Start of Block
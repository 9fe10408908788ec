// Embedder trait — the capability boundary for text embeddings.
//
// The pipeline only needs the contract "text in, vector out, cosine
// similarity approximates topical similarity". The default implementation
// runs all-MiniLM-L6-v2 locally via ONNX; a deterministic hashing
// vectorizer serves as the model-free fallback, and tests inject stubs.

use anyhow::Result;
use async_trait::async_trait;

/// Trait for embedding review texts into fixed-dimension dense vectors.
///
/// Implementations must be deterministic per text, return exactly one
/// vector per input text, and error rather than silently return zeros.
/// Async because a backend may sit behind inference or an HTTP service.
#[async_trait]
pub trait Embedder: Send + Sync {
    /// Embed a batch of texts, one vector per text, in input order.
    async fn embed_batch(&self, texts: &[String]) -> Result<Vec<Vec<f64>>>;

    /// The dimension of vectors this embedder produces.
    fn dimension(&self) -> usize;
}
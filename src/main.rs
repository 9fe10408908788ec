use std::path::PathBuf;
use std::sync::Arc;

use anyhow::{Context, Result};
use clap::{Parser, Subcommand};
use colored::Colorize;
use indicatif::{ProgressBar, ProgressStyle};
use tracing::info;

use gripe::config::{AnalysisConfig, Config, EmbedderBackend};
use gripe::embedding::download;
use gripe::embedding::hashing::HashingEmbedder;
use gripe::embedding::onnx::OnnxEmbedder;
use gripe::embedding::traits::Embedder;
use gripe::model::Review;
use gripe::output::{markdown, terminal};
use gripe::pipeline::{CancelFlag, NoopProgress, Pipeline, ProgressSink, Stage};

/// Gripe: complaint clustering and ranking for app reviews.
///
/// Takes a batch of scraped reviews, keeps the negative ones, groups them
/// into complaint themes, and ranks the themes by how big and how recent
/// they are.
#[derive(Parser)]
#[command(name = "gripe", version, about)]
struct Cli {
    #[command(subcommand)]
    command: Commands,
}

#[derive(Subcommand)]
enum Commands {
    /// Analyze a JSON file of reviews and print ranked complaint categories
    Analyze {
        /// Path to a JSON array of review objects
        input: PathBuf,

        /// Print the full result as JSON instead of the terminal report
        #[arg(long)]
        json: bool,

        /// Also write a markdown report to this path
        #[arg(long)]
        markdown: Option<PathBuf>,

        /// Minimum reviews per cluster (default: 4% of the negative count)
        #[arg(long)]
        min_cluster_size: Option<usize>,

        /// Minimum negative reviews required to attempt clustering (default: 5)
        #[arg(long)]
        min_negative: Option<usize>,

        /// Soft per-stage timeout in seconds (default: 120)
        #[arg(long)]
        timeout: Option<u64>,
    },

    /// Download the ONNX sentence-embedding model (~90 MB)
    DownloadModel,
}

#[tokio::main]
async fn main() -> Result<()> {
    // Load .env file if present (silently ignore if missing)
    let _ = dotenvy::dotenv();

    // Set up structured logging
    tracing_subscriber::fmt()
        .with_env_filter(
            tracing_subscriber::EnvFilter::try_from_default_env()
                .unwrap_or_else(|_| tracing_subscriber::EnvFilter::new("gripe=info")),
        )
        .init();

    let cli = Cli::parse();

    match cli.command {
        Commands::Analyze {
            input,
            json,
            markdown: markdown_path,
            min_cluster_size,
            min_negative,
            timeout,
        } => {
            let config = Config::load()?;
            let embedder = build_embedder(&config)?;

            let raw = std::fs::read_to_string(&input)
                .with_context(|| format!("Failed to read {}", input.display()))?;
            let reviews: Vec<Review> = serde_json::from_str(&raw)
                .with_context(|| format!("Failed to parse reviews from {}", input.display()))?;
            info!(count = reviews.len(), "Loaded reviews");

            let mut analysis_config = AnalysisConfig {
                min_cluster_size,
                ..AnalysisConfig::default()
            };
            if let Some(min_negative) = min_negative {
                analysis_config.min_negative_reviews = min_negative;
            }
            if let Some(timeout) = timeout {
                analysis_config.stage_timeout_secs = timeout;
            }

            let pipeline = Pipeline::new(embedder)?;
            let cancel = CancelFlag::new();

            let result = if json {
                // Keep stdout clean for the JSON payload
                pipeline
                    .analyze(reviews, &analysis_config, &NoopProgress, &cancel)
                    .await?
            } else {
                let progress = CliProgress::new();
                let result = pipeline
                    .analyze(reviews, &analysis_config, &progress, &cancel)
                    .await;
                progress.finish();
                result?
            };

            if let Some(path) = markdown_path {
                std::fs::write(&path, markdown::render_report(&result))
                    .with_context(|| format!("Failed to write {}", path.display()))?;
                println!("Markdown report written to {}", path.display());
            }

            if json {
                println!("{}", serde_json::to_string_pretty(&result)?);
            } else {
                terminal::display_analysis(&result);
                if result.status.is_insufficient() {
                    println!(
                        "{}",
                        "Tip: lower --min-negative or collect more reviews.".dimmed()
                    );
                }
            }
        }

        Commands::DownloadModel => {
            let config = Config::load()?;
            download::download_model(&config.model_dir).await?;
            println!("\nModel ready in {}", config.model_dir.display());
            println!("Run: cargo run -- analyze <reviews.json>");
        }
    }

    Ok(())
}

/// Construct the embedding backend chosen by the environment.
fn build_embedder(config: &Config) -> Result<Arc<dyn Embedder>> {
    match config.embedder_backend {
        EmbedderBackend::Onnx => {
            config.require_embedder()?;
            Ok(Arc::new(OnnxEmbedder::load(&config.model_dir)?))
        }
        EmbedderBackend::Hashing => {
            info!("Using the model-free hashing embedder");
            Ok(Arc::new(HashingEmbedder::default()))
        }
    }
}

/// Progress sink that drives a single terminal progress bar.
struct CliProgress {
    bar: ProgressBar,
}

impl CliProgress {
    fn new() -> Self {
        let bar = ProgressBar::new(100);
        bar.set_style(
            ProgressStyle::default_bar()
                .template("  [{bar:30}] {pos:>3}% {msg}")
                .expect("valid template")
                .progress_chars("=> "),
        );
        Self { bar }
    }

    fn finish(&self) {
        self.bar.finish_and_clear();
    }
}

impl ProgressSink for CliProgress {
    fn on_progress(&self, stage: Stage, percent: u8, message: &str) {
        self.bar.set_position(u64::from(percent));
        self.bar.set_message(format!("{stage}: {message}"));
    }
}
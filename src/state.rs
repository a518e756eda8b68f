//! Mutable state threaded through the translator between reports.
//!
//! Everything here lives as long as one run of the event loop and is owned
//! by a single [`Translator`](crate::translate::Translator).

/// Default base speed for synthesized motion.
pub const DEFAULT_BASE_SPEED: i32 = 10;

/// Modifier and acceleration state.
#[derive(Debug, Clone, PartialEq, Eq)]
pub struct TranslatorState {
    /// Whether slot 0 of the report buffer is a placeholder that must not be
    /// written out.
    pub suppress_slot0: bool,
    /// Whether the modifier key is currently down.
    pub modifier_held: bool,
    speed: i32,
    base_speed: i32,
}

impl Default for TranslatorState {
    fn default() -> Self {
        Self::new(DEFAULT_BASE_SPEED)
    }
}

impl TranslatorState {
    pub fn new(base_speed: i32) -> Self {
        Self {
            suppress_slot0: false,
            modifier_held: false,
            speed: base_speed,
            base_speed,
        }
    }

    /// Current motion magnitude.
    #[inline]
    pub fn speed(&self) -> i32 {
        self.speed
    }

    #[inline]
    pub fn base_speed(&self) -> i32 {
        self.base_speed
    }

    /// Return the current speed and accelerate for the next repeat.
    pub fn take_speed(&mut self) -> i32 {
        let speed = self.speed;
        self.speed = self.speed.saturating_add(1);
        speed
    }

    /// Drop back to the base speed.
    #[inline]
    pub fn reset_speed(&mut self) {
        self.speed = self.base_speed;
    }

    /// Consume the suppress flag, returning whether slot 0 was suppressed.
    #[inline]
    pub fn take_suppress(&mut self) -> bool {
        std::mem::take(&mut self.suppress_slot0)
    }
}

#[cfg(test)]
mod tests {
    use super::*;

    #[test]
    fn test_speed_accelerates_and_resets() {
        let mut state = TranslatorState::default();
        assert_eq!(state.take_speed(), 10);
        assert_eq!(state.take_speed(), 11);
        assert_eq!(state.speed(), 12);

        state.reset_speed();
        assert_eq!(state.speed(), state.base_speed());
    }

    #[test]
    fn test_speed_saturates() {
        let mut state = TranslatorState::new(i32::MAX);
        assert_eq!(state.take_speed(), i32::MAX);
        assert_eq!(state.take_speed(), i32::MAX);
    }

    #[test]
    fn test_take_suppress_clears_flag() {
        let mut state = TranslatorState::default();
        assert!(!state.take_suppress());

        state.suppress_slot0 = true;
        assert!(state.take_suppress());
        assert!(!state.suppress_slot0);
    }
}
//! Runtime configuration.

use crate::capability::DeviceIdentity;
use crate::keymap::Keymap;
use crate::state::DEFAULT_BASE_SPEED;
use std::path::PathBuf;

/// Default uinput control node.
pub const DEFAULT_UINPUT_PATH: &str = "/dev/uinput";

/// Everything needed for one remapping session.
#[derive(Debug, Clone, PartialEq, Eq)]
pub struct Config {
    /// Source device node, e.g. `/dev/input/event3`.
    pub device: PathBuf,
    /// uinput node used to create the synthetic device.
    pub uinput: PathBuf,
    pub identity: DeviceIdentity,
    /// Motion magnitude of the first synthesized step.
    pub base_speed: i32,
    pub keymap: Keymap,
}

impl Config {
    /// Defaults for everything but the source device.
    pub fn new(device: impl Into<PathBuf>) -> Self {
        Self {
            device: device.into(),
            uinput: PathBuf::from(DEFAULT_UINPUT_PATH),
            identity: DeviceIdentity::default(),
            base_speed: DEFAULT_BASE_SPEED,
            keymap: Keymap::default(),
        }
    }
}

#[cfg(test)]
mod tests {
    use super::*;

    #[test]
    fn test_defaults() {
        let config = Config::new("/dev/input/event0");
        assert_eq!(config.device, PathBuf::from("/dev/input/event0"));
        assert_eq!(config.uinput, PathBuf::from("/dev/uinput"));
        assert_eq!(config.base_speed, 10);
        assert_eq!(config.identity.vendor, 0xcccc);
        assert_eq!(config.keymap, Keymap::default());
    }
}
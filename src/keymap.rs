//! Key bindings that drive mouse emulation.
//!
//! The bindings are a table from evdev key codes to a [`KeyRole`]. The
//! translator only consults the table, so changing a binding never touches
//! the state machine.

use crate::event::{BTN_LEFT, BTN_MIDDLE, BTN_RIGHT};

// evdev key codes used by the default bindings
const KEY_W: u16 = 17;
const KEY_E: u16 = 18;
const KEY_R: u16 = 19;
const KEY_S: u16 = 31;
const KEY_D: u16 = 32;
const KEY_F: u16 = 33;
const KEY_J: u16 = 36;
const KEY_K: u16 = 37;
const KEY_L: u16 = 38;
const KEY_X: u16 = 45;
const KEY_C: u16 = 46;
const KEY_V: u16 = 47;
const KEY_RIGHTMETA: u16 = 126;

/// One cell of the 3x3 movement grid.
#[derive(Debug, Clone, Copy, PartialEq, Eq, Hash)]
pub enum Direction {
    NorthWest,
    North,
    NorthEast,
    West,
    /// Grid center. Produces zero-valued motion.
    Center,
    East,
    SouthWest,
    South,
    SouthEast,
}

impl Direction {
    /// Unit step `(dx, dy)`, with y growing downwards.
    pub const fn delta(self) -> (i32, i32) {
        match self {
            Direction::NorthWest => (-1, -1),
            Direction::North => (0, -1),
            Direction::NorthEast => (1, -1),
            Direction::West => (-1, 0),
            Direction::Center => (0, 0),
            Direction::East => (1, 0),
            Direction::SouthWest => (-1, 1),
            Direction::South => (0, 1),
            Direction::SouthEast => (1, 1),
        }
    }
}

/// Mouse button identifiers.
#[derive(Debug, Clone, Copy, PartialEq, Eq, Hash)]
pub enum Button {
    Left,
    Middle,
    Right,
}

impl Button {
    /// The evdev `BTN_*` code.
    pub const fn code(self) -> u16 {
        match self {
            Button::Left => BTN_LEFT,
            Button::Middle => BTN_MIDDLE,
            Button::Right => BTN_RIGHT,
        }
    }
}

/// What a bound key does.
#[derive(Debug, Clone, Copy, PartialEq, Eq, Hash)]
pub enum KeyRole {
    /// Gates movement and button remapping while held.
    Modifier,
    /// Moves the pointer while the modifier is held.
    Move(Direction),
    /// Clicks a mouse button while the modifier is held.
    Click(Button),
}

/// Table of bound key codes.
#[derive(Debug, Clone, PartialEq, Eq)]
pub struct Keymap {
    modifier: u16,
    bindings: Vec<(u16, KeyRole)>,
}

impl Default for Keymap {
    fn default() -> Self {
        Self::new(
            KEY_RIGHTMETA,
            vec![
                (KEY_W, KeyRole::Move(Direction::NorthWest)),
                (KEY_E, KeyRole::Move(Direction::North)),
                (KEY_R, KeyRole::Move(Direction::NorthEast)),
                (KEY_S, KeyRole::Move(Direction::West)),
                (KEY_D, KeyRole::Move(Direction::Center)),
                (KEY_F, KeyRole::Move(Direction::East)),
                (KEY_X, KeyRole::Move(Direction::SouthWest)),
                (KEY_C, KeyRole::Move(Direction::South)),
                (KEY_V, KeyRole::Move(Direction::SouthEast)),
                (KEY_J, KeyRole::Click(Button::Left)),
                (KEY_K, KeyRole::Click(Button::Middle)),
                (KEY_L, KeyRole::Click(Button::Right)),
            ],
        )
    }
}

impl Keymap {
    /// Build a keymap from a modifier key and a list of bindings.
    ///
    /// Any binding for the modifier code itself is ignored.
    pub fn new(modifier: u16, bindings: Vec<(u16, KeyRole)>) -> Self {
        let bindings = bindings
            .into_iter()
            .filter(|(code, _)| *code != modifier)
            .collect();
        Self { modifier, bindings }
    }

    /// Key code of the modifier.
    pub fn modifier(&self) -> u16 {
        self.modifier
    }

    /// Look up the role of a key code.
    pub fn role(&self, code: u16) -> Option<KeyRole> {
        if code == self.modifier {
            return Some(KeyRole::Modifier);
        }
        self.bindings
            .iter()
            .find(|(bound, _)| *bound == code)
            .map(|(_, role)| *role)
    }
}
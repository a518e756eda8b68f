//! The blocking event loop.

use crate::channel::{EventSink, EventSource};
use crate::error::Result;
use crate::translate::Translator;

/// Counters collected over one run.
#[derive(Debug, Clone, Copy, Default, PartialEq, Eq)]
pub struct RunStats {
    /// Events read from the source.
    pub read: u64,
    /// Events written to the sink, synthesized ones included.
    pub written: u64,
}

/// Pump events from `source` through `translator` into `sink`.
///
/// Blocks until the source ends, which is a normal shutdown. A write failure
/// aborts the run; events already written stay written.
pub fn run<S, K>(source: &mut S, sink: &mut K, translator: &mut Translator) -> Result<RunStats>
where
    S: EventSource + ?Sized,
    K: EventSink + ?Sized,
{
    let mut stats = RunStats::default();

    while let Some(event) = source.read_event() {
        stats.read += 1;
        for out in translator.feed(event) {
            sink.write_event(out)?;
            stats.written += 1;
        }
    }

    if !translator.is_idle() {
        log::debug!(
            "source ended mid-report ({:?}), discarding it",
            translator.report_state()
        );
    }
    log::info!(
        "source ended after {} events read, {} written",
        stats.read,
        stats.written
    );
    Ok(stats)
}

#[cfg(test)]
mod tests {
    use super::*;
    use crate::error::Error;
    use crate::event::{Event, KEY_PRESS};
    use crate::keymap::Keymap;
    use std::io;

    #[test]
    fn test_run_counts_events() {
        let input = vec![Event::scan(30), Event::key(30, KEY_PRESS), Event::sync()];
        let mut source = input.clone().into_iter();
        let mut written = Vec::new();
        let mut sink = |event: &Event| -> Result<()> {
            written.push(*event);
            Ok(())
        };
        let mut translator = Translator::new(Keymap::default(), 10);

        let stats = run(&mut source, &mut sink, &mut translator).unwrap();
        assert_eq!(stats, RunStats { read: 3, written: 3 });
        assert_eq!(written, input);
    }

    #[test]
    fn test_partial_report_discarded_at_end() {
        let mut source = vec![Event::scan(30), Event::key(30, KEY_PRESS)].into_iter();
        let mut sink = |_: &Event| -> Result<()> { Ok(()) };
        let mut translator = Translator::new(Keymap::default(), 10);

        let stats = run(&mut source, &mut sink, &mut translator).unwrap();
        assert_eq!(stats, RunStats { read: 2, written: 0 });
    }

    #[test]
    fn test_write_failure_aborts() {
        let mut source = vec![Event::sync(), Event::sync(), Event::sync()].into_iter();
        let mut attempts = 0;
        let mut sink = |_: &Event| -> Result<()> {
            attempts += 1;
            Err(Error::Write(io::Error::from(io::ErrorKind::WriteZero)))
        };
        let mut translator = Translator::new(Keymap::default(), 10);

        assert!(matches!(
            run(&mut source, &mut sink, &mut translator),
            Err(Error::Write(_))
        ));
        assert_eq!(attempts, 1);
        // The remaining events were never read
        assert_eq!(source.len(), 2);
    }
}
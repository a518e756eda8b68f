//! Raw input event records as they travel between the source and sink devices.

/// Event category (the `type` field of a kernel input event).
#[derive(Debug, Clone, Copy, PartialEq, Eq, PartialOrd, Ord, Hash)]
pub struct Category(pub u16);

impl Category {
    /// Synchronization markers.
    pub const SYNC: Category = Category(0x00);
    /// Keys and buttons.
    pub const KEY: Category = Category(0x01);
    /// Relative axes.
    pub const RELATIVE: Category = Category(0x02);
    /// Absolute axes.
    pub const ABSOLUTE: Category = Category(0x03);
    /// Miscellaneous events such as scan codes.
    pub const MISC: Category = Category(0x04);
    /// Binary switches.
    pub const SWITCH: Category = Category(0x05);
    /// LEDs.
    pub const LED: Category = Category(0x11);
    /// Sound output.
    pub const SOUND: Category = Category(0x12);
    /// Autorepeat settings.
    pub const REPEAT: Category = Category(0x14);
    /// Force feedback.
    pub const FORCE_FEEDBACK: Category = Category(0x15);

    /// Highest category identifier known to the input subsystem.
    pub const MAX: u16 = 0x1f;

    /// Whether the category declares individual codes as capabilities.
    ///
    /// Categories like `SYNC` or `REPEAT` are enabled as a whole.
    pub fn carries_codes(self) -> bool {
        matches!(
            self,
            Category::KEY
                | Category::RELATIVE
                | Category::ABSOLUTE
                | Category::MISC
                | Category::LED
                | Category::SOUND
                | Category::FORCE_FEEDBACK
                | Category::SWITCH
        )
    }
}

/// End-of-report synchronization code.
pub const SYN_REPORT: u16 = 0x00;
/// Scan code that precedes a key event on most keyboards.
pub const MSC_SCAN: u16 = 0x04;
/// Horizontal relative motion.
pub const REL_X: u16 = 0x00;
/// Vertical relative motion.
pub const REL_Y: u16 = 0x01;
/// Left mouse button.
pub const BTN_LEFT: u16 = 0x110;
/// Right mouse button.
pub const BTN_RIGHT: u16 = 0x111;
/// Middle mouse button.
pub const BTN_MIDDLE: u16 = 0x112;

/// Key event value for a release.
pub const KEY_RELEASE: i32 = 0;
/// Key event value for a press.
pub const KEY_PRESS: i32 = 1;
/// Key event value for an autorepeat.
pub const KEY_REPEAT: i32 = 2;

/// Kernel timestamp of an event, kept at microsecond resolution.
#[derive(Debug, Clone, Copy, PartialEq, Eq, PartialOrd, Ord, Hash, Default)]
pub struct Timestamp {
    /// Seconds.
    pub sec: i64,
    /// Microseconds within the second.
    pub usec: i64,
}

impl Timestamp {
    pub const fn new(sec: i64, usec: i64) -> Self {
        Self { sec, usec }
    }
}

/// A single input event record.
#[derive(Debug, Clone, Copy, PartialEq, Eq, Hash)]
pub struct Event {
    /// When the event occurred.
    pub time: Timestamp,
    /// The event category.
    pub category: Category,
    /// Key, axis or marker within the category.
    pub code: u16,
    /// Key state, axis delta or marker payload.
    pub value: i32,
}

impl Event {
    /// Create an event with a zero timestamp.
    pub const fn new(category: Category, code: u16, value: i32) -> Self {
        Self {
            time: Timestamp::new(0, 0),
            category,
            code,
            value,
        }
    }

    /// Replace the timestamp.
    pub const fn at(mut self, time: Timestamp) -> Self {
        self.time = time;
        self
    }

    /// Create a key event.
    pub const fn key(code: u16, value: i32) -> Self {
        Self::new(Category::KEY, code, value)
    }

    /// Create a scan code event.
    pub const fn scan(scan_code: i32) -> Self {
        Self::new(Category::MISC, MSC_SCAN, scan_code)
    }

    /// Create a relative motion event.
    pub const fn relative(axis: u16, delta: i32) -> Self {
        Self::new(Category::RELATIVE, axis, delta)
    }

    /// Create an end-of-report marker.
    pub const fn sync() -> Self {
        Self::new(Category::SYNC, SYN_REPORT, 0)
    }

    pub fn is_key(&self) -> bool {
        self.category == Category::KEY
    }

    pub fn is_scan(&self) -> bool {
        self.category == Category::MISC && self.code == MSC_SCAN
    }

    pub fn is_sync(&self) -> bool {
        self.category == Category::SYNC
    }
}

#[cfg(test)]
mod tests {
    use super::*;

    #[test]
    fn test_code_carrying_categories() {
        assert!(Category::KEY.carries_codes());
        assert!(Category::RELATIVE.carries_codes());
        assert!(Category::SWITCH.carries_codes());
        assert!(Category::FORCE_FEEDBACK.carries_codes());
        assert!(!Category::SYNC.carries_codes());
        assert!(!Category::REPEAT.carries_codes());
        assert!(!Category(0x1e).carries_codes());
    }

    #[test]
    fn test_event_classification() {
        assert!(Event::key(30, KEY_PRESS).is_key());
        assert!(Event::scan(30).is_scan());
        assert!(Event::sync().is_sync());
        // A MISC event with a code other than MSC_SCAN is not a scan prefix
        assert!(!Event::new(Category::MISC, 0x05, 1).is_scan());
    }

    #[test]
    fn test_at_keeps_payload() {
        let time = Timestamp::new(12, 345);
        let event = Event::relative(REL_Y, -4).at(time);
        assert_eq!(event.time, time);
        assert_eq!(event.category, Category::RELATIVE);
        assert_eq!(event.code, REL_Y);
        assert_eq!(event.value, -4);
    }
}
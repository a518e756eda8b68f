//! Linux platform implementation.
//!
//! The source keyboard is read through evdev and the synthetic device is
//! created through uinput.
//!
//! ## Permissions
//!
//! Reading `/dev/input/event*` and writing `/dev/uinput` requires root or
//! membership in the `input` group plus a udev rule for uinput:
//! ```bash
//! sudo usermod -aG input $USER
//! # Then log out and back in
//! ```

mod source;
mod uinput;

pub use source::SourceDevice;
pub use uinput::UinputDevice;

use crate::capability::{self, DeviceControl};
use crate::config::Config;
use crate::error::Result;
use crate::event::{Category, Event, Timestamp};
use crate::remap::{self, RunStats};
use crate::translate::Translator;

pub(crate) fn raw_to_event(raw: &libc::input_event) -> Event {
    Event {
        time: Timestamp::new(raw.time.tv_sec as i64, raw.time.tv_usec as i64),
        category: Category(raw.type_),
        code: raw.code,
        value: raw.value,
    }
}

pub(crate) fn event_to_raw(event: &Event) -> libc::input_event {
    libc::input_event {
        time: libc::timeval {
            tv_sec: event.time.sec as _,
            tv_usec: event.time.usec as _,
        },
        type_: event.category.0,
        code: event.code,
        value: event.value,
    }
}

/// Grab `config.device`, mirror it onto a new uinput device and remap its
/// events until the source stream ends.
///
/// The synthetic device is destroyed and both devices are closed before
/// returning, on success and on error alike.
pub fn remap_device(config: &Config) -> Result<RunStats> {
    let mut source = SourceDevice::open(&config.device)?;
    let mut sink = UinputDevice::open(&config.uinput)?;
    source.grab()?;

    capability::mirror(&source.capabilities(), &config.identity, &mut sink)?;

    let mut translator = Translator::new(config.keymap.clone(), config.base_speed);
    let stats = remap::run(&mut source, &mut sink, &mut translator)?;

    if let Err(err) = sink.destroy() {
        log::warn!("destroying synthetic device failed: {}", err);
    }
    Ok(stats)
}
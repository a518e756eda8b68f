//! Event channels between the devices and the translator.
//!
//! [`EventSource`] yields raw events until the stream ends. [`EventSink`]
//! accepts events for the synthetic device. Both are implemented by the Linux
//! devices and, for tests and tooling, by plain iterators and closures.
//!
//! ```
//! use keymouse::channel::{EventSink, EventSource};
//! use keymouse::event::Event;
//!
//! let mut source = vec![Event::sync()].into_iter();
//! let mut written = Vec::new();
//! let mut sink = |event: &Event| -> keymouse::Result<()> {
//!     written.push(*event);
//!     Ok(())
//! };
//!
//! while let Some(event) = source.read_event() {
//!     sink.write_event(&event).unwrap();
//! }
//! assert_eq!(written, vec![Event::sync()]);
//! ```

use crate::error::Result;
use crate::event::Event;

/// Blocking reader of source events.
pub trait EventSource {
    /// Read the next event.
    ///
    /// Returns `None` once the stream has ended, whether through end of file
    /// or a read failure.
    fn read_event(&mut self) -> Option<Event>;
}

/// Iterators act as finite sources.
impl<I> EventSource for I
where
    I: Iterator<Item = Event>,
{
    fn read_event(&mut self) -> Option<Event> {
        self.next()
    }
}

/// Writer of events to the synthetic device.
pub trait EventSink {
    /// Write one event. Any failure is fatal to the run.
    fn write_event(&mut self, event: &Event) -> Result<()>;
}

/// Implement EventSink for closures.
impl<F> EventSink for F
where
    F: FnMut(&Event) -> Result<()>,
{
    fn write_event(&mut self, event: &Event) -> Result<()> {
        self(event)
    }
}
//! External tool discovery.

use std::path::{Path, PathBuf};
use std::process::Command;

use crate::error::SetupError;

/// Environment variable overriding the simulator path.
pub const SIMULATOR_ENV: &str = "TMS9900_TRACE";
/// Environment variable overriding the LLVM `bin` directory.
pub const LLVM_BIN_ENV: &str = "TMS9900_LLVM_BIN";
/// Environment variable overriding the project root.
pub const ROOT_ENV: &str = "TMS9900_ROOT";

/// An external program the harness drives.
#[derive(Debug, Clone, Copy, PartialEq, Eq)]
pub enum Tool {
    Clang,
    Lld,
    Objcopy,
    Size,
    Objdump,
    Simulator,
}

impl Tool {
    #[must_use]
    pub const fn name(self) -> &'static str {
        match self {
            Self::Clang => "clang",
            Self::Lld => "ld.lld",
            Self::Objcopy => "llvm-objcopy",
            Self::Size => "llvm-size",
            Self::Objdump => "llvm-objdump",
            Self::Simulator => "tms9900-trace",
        }
    }
}

/// Locations of the compiler toolchain and simulator.
#[derive(Debug, Clone)]
pub struct Toolchain {
    /// Directory holding `clang`, `ld.lld` and the LLVM binutils.
    pub llvm_bin: PathBuf,
    /// Cycle-accurate simulator executable.
    pub simulator: PathBuf,
}

impl Toolchain {
    pub fn new(llvm_bin: impl Into<PathBuf>, simulator: impl Into<PathBuf>) -> Self {
        Self {
            llvm_bin: llvm_bin.into(),
            simulator: simulator.into(),
        }
    }

    /// Resolve a tool to its path.
    #[must_use]
    pub fn path(&self, tool: Tool) -> PathBuf {
        match tool {
            Tool::Simulator => self.simulator.clone(),
            _ => self.llvm_bin.join(tool.name()),
        }
    }

    /// Check that every listed tool exists.
    ///
    /// # Errors
    ///
    /// Returns [`SetupError::ToolNotFound`] for the first missing tool.
    pub fn require(&self, tools: &[Tool]) -> Result<(), SetupError> {
        for &tool in tools {
            let path = self.path(tool);
            if !path.exists() {
                return Err(SetupError::ToolNotFound {
                    tool: tool.name(),
                    path,
                });
            }
        }
        Ok(())
    }
}

/// Default LLVM build directory inside a checkout.
#[must_use]
pub fn default_llvm_bin(root: &Path) -> PathBuf {
    root.join("llvm-project").join("build").join("bin")
}

/// Default simulator location (`~/personal/ti99/tms9900-trace/build`).
#[must_use]
pub fn default_simulator() -> PathBuf {
    let home = std::env::var_os("HOME").map_or_else(|| PathBuf::from("."), PathBuf::from);
    home.join("personal/ti99/tms9900-trace/build/tms9900-trace")
}

/// Find the project root directory (git root or cwd).
#[must_use]
pub fn find_project_root() -> PathBuf {
    if let Ok(output) = Command::new("git")
        .args(["rev-parse", "--show-toplevel"])
        .output()
    {
        if output.status.success() {
            if let Ok(path) = String::from_utf8(output.stdout) {
                return PathBuf::from(path.trim());
            }
        }
    }
    std::env::current_dir().unwrap_or_else(|_| PathBuf::from("."))
}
End of Block
§ **Prompt**
Gather each line in the data that holds the string "EnvFilter".

§ **Final answer**
            tracing_subscriber::EnvFilter::try_from_default_env()
                .unwrap_or_else(|_| tracing_subscriber::EnvFilter::new("gripe=info")),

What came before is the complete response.